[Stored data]
· · · · · · ·
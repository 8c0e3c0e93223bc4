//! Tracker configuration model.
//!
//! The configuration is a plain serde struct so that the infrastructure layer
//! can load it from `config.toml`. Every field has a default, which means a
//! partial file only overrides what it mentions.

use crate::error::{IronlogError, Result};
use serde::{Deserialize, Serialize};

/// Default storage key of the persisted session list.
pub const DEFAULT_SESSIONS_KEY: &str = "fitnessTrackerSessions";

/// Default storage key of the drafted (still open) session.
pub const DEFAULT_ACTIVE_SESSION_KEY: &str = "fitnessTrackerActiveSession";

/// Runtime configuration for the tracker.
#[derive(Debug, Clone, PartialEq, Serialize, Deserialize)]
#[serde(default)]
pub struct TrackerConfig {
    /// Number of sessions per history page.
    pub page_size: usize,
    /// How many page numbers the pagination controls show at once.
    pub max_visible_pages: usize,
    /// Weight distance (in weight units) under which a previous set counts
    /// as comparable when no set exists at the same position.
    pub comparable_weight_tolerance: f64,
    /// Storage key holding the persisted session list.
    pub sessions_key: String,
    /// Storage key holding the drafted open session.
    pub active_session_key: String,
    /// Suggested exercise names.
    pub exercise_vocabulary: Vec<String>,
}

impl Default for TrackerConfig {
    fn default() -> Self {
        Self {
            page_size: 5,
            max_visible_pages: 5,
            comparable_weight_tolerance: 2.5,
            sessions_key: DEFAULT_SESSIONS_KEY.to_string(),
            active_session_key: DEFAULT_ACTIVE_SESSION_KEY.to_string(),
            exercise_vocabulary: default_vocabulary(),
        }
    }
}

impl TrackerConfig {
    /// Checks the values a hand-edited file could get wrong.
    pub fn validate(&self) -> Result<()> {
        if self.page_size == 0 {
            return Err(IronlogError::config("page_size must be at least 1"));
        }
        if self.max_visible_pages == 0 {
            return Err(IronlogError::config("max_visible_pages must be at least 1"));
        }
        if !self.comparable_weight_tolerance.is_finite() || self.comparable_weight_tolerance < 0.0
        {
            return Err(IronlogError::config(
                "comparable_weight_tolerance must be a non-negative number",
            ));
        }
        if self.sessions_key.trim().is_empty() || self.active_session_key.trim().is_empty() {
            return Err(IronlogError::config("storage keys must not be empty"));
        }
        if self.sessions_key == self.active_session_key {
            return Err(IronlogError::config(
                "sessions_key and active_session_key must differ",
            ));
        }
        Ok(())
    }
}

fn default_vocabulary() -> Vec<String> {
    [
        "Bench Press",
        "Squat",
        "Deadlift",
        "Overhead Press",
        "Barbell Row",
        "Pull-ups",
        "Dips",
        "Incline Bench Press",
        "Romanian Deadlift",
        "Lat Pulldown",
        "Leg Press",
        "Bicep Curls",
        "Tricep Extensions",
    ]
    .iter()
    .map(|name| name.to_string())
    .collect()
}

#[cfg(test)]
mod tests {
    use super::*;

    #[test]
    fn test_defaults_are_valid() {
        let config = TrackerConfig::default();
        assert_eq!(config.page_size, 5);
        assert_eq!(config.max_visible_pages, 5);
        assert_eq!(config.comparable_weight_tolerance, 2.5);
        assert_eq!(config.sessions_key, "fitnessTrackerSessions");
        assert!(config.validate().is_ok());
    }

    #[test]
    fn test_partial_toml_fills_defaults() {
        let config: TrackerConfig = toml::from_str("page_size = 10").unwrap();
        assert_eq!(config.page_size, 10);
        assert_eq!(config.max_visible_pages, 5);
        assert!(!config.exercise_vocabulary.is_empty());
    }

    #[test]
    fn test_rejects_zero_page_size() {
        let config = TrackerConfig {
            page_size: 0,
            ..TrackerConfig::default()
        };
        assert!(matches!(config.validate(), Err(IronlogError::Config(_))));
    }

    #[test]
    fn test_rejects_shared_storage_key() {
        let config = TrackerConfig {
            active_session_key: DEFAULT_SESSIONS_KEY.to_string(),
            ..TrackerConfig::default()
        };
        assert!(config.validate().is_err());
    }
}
· · · · · · ·
▶ [INSTRUCTIONS FOR THE TASK]: The answer should reproduce each entry above in full.

▶ [ANSWER TO THIS PROBLEM]:
repository 8c0e3c0e93223bc4
//! Tracker configuration model.
//!
//! The configuration is a plain serde struct so that the infrastructure layer
//! can load it from `config.toml`. Every field has a default, which means a
//! partial file only overrides what it mentions.

use crate::error::{IronlogError, Result};
use serde::{Deserialize, Serialize};

/// Default storage key of the persisted session list.
pub const DEFAULT_SESSIONS_KEY: &str = "fitnessTrackerSessions";

/// Default storage key of the drafted (still open) session.
pub const DEFAULT_ACTIVE_SESSION_KEY: &str = "fitnessTrackerActiveSession";

/// Runtime configuration for the tracker.
#[derive(Debug, Clone, PartialEq, Serialize, Deserialize)]
#[serde(default)]
pub struct TrackerConfig {
    /// Number of sessions per history page.
    pub page_size: usize,
    /// How many page numbers the pagination controls show at once.
    pub max_visible_pages: usize,
    /// Weight distance (in weight units) under which a previous set counts
    /// as comparable when no set exists at the same position.
    pub comparable_weight_tolerance: f64,
    /// Storage key holding the persisted session list.
    pub sessions_key: String,
    /// Storage key holding the drafted open session.
    pub active_session_key: String,
    /// Suggested exercise names.
    pub exercise_vocabulary: Vec<String>,
}

impl Default for TrackerConfig {
    fn default() -> Self {
        Self {
            page_size: 5,
            max_visible_pages: 5,
            comparable_weight_tolerance: 2.5,
            sessions_key: DEFAULT_SESSIONS_KEY.to_string(),
            active_session_key: DEFAULT_ACTIVE_SESSION_KEY.to_string(),
            exercise_vocabulary: default_vocabulary(),
        }
    }
}

impl TrackerConfig {
    /// Checks the values a hand-edited file could get wrong.
    pub fn validate(&self) -> Result<()> {
        if self.page_size == 0 {
            return Err(IronlogError::config("page_size must be at least 1"));
        }
        if self.max_visible_pages == 0 {
            return Err(IronlogError::config("max_visible_pages must be at least 1"));
        }
        if !self.comparable_weight_tolerance.is_finite() || self.comparable_weight_tolerance < 0.0
        {
            return Err(IronlogError::config(
                "comparable_weight_tolerance must be a non-negative number",
            ));
        }
        if self.sessions_key.trim().is_empty() || self.active_session_key.trim().is_empty() {
            return Err(IronlogError::config("storage keys must not be empty"));
        }
        if self.sessions_key == self.active_session_key {
            return Err(IronlogError::config(
                "sessions_key and active_session_key must differ",
            ));
        }
        Ok(())
    }
}

fn default_vocabulary() -> Vec<String> {
    [
        "Bench Press",
        "Squat",
        "Deadlift",
        "Overhead Press",
        "Barbell Row",
        "Pull-ups",
        "Dips",
        "Incline Bench Press",
        "Romanian Deadlift",
        "Lat Pulldown",
        "Leg Press",
        "Bicep Curls",
        "Tricep Extensions",
    ]
    .iter()
    .map(|name| name.to_string())
    .collect()
}

#[cfg(test)]
mod tests {
    use super::*;

    #[test]
    fn test_defaults_are_valid() {
        let config = TrackerConfig::default();
        assert_eq!(config.page_size, 5);
        assert_eq!(config.max_visible_pages, 5);
        assert_eq!(config.comparable_weight_tolerance, 2.5);
        assert_eq!(config.sessions_key, "fitnessTrackerSessions");
        assert!(config.validate().is_ok());
    }

    #[test]
    fn test_partial_toml_fills_defaults() {
        let config: TrackerConfig = toml::from_str("page_size = 10").unwrap();
        assert_eq!(config.page_size, 10);
        assert_eq!(config.max_visible_pages, 5);
        assert!(!config.exercise_vocabulary.is_empty());
    }

    #[test]
    fn test_rejects_zero_page_size() {
        let config = TrackerConfig {
            page_size: 0,
            ..TrackerConfig::default()
        };
        assert!(matches!(config.validate(), Err(IronlogError::Config(_))));
    }

    #[test]
    fn test_rejects_shared_storage_key() {
        let config = TrackerConfig {
            active_session_key: DEFAULT_SESSIONS_KEY.to_string(),
            ..TrackerConfig::default()
        };
        assert!(config.validate().is_err());
    }
}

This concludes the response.